Collected data entries
————

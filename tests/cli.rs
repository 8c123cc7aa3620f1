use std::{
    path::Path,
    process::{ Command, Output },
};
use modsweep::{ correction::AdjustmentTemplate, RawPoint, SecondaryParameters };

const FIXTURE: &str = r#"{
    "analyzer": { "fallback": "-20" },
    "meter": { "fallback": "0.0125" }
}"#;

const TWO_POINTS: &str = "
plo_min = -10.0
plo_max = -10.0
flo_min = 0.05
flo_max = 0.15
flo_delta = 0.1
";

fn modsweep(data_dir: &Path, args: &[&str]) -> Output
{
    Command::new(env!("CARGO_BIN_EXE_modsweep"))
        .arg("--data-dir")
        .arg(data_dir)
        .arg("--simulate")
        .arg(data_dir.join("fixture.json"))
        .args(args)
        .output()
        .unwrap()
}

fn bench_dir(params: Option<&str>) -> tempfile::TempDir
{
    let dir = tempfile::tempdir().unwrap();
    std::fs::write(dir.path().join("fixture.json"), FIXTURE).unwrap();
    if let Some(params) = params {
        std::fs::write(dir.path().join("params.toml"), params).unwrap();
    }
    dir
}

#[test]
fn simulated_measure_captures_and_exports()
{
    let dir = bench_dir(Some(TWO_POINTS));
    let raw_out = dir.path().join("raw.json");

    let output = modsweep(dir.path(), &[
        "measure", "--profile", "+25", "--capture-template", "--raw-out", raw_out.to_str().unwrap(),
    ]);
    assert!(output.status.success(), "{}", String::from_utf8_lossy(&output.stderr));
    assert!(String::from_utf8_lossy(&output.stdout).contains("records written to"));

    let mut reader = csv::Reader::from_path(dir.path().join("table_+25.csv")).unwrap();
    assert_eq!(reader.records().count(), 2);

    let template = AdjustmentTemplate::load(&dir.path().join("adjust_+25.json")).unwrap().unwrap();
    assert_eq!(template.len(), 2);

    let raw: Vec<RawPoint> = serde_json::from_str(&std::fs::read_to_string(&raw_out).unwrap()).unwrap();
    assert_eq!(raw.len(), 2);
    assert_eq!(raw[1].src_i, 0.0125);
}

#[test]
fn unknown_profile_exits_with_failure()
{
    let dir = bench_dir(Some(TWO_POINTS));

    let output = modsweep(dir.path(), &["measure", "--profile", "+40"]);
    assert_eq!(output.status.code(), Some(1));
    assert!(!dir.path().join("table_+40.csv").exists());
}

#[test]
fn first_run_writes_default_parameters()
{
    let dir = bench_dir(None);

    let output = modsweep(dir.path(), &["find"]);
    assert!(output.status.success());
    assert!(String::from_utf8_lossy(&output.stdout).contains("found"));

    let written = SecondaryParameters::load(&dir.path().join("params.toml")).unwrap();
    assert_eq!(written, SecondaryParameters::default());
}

————

> [What is being asked]: Every line holding the string "records" should be copied here, so please find those lines in the data.

> [Reply]:
    assert!(String::from_utf8_lossy(&output.stdout).contains("records written to"));
    assert_eq!(reader.records().count(), 2);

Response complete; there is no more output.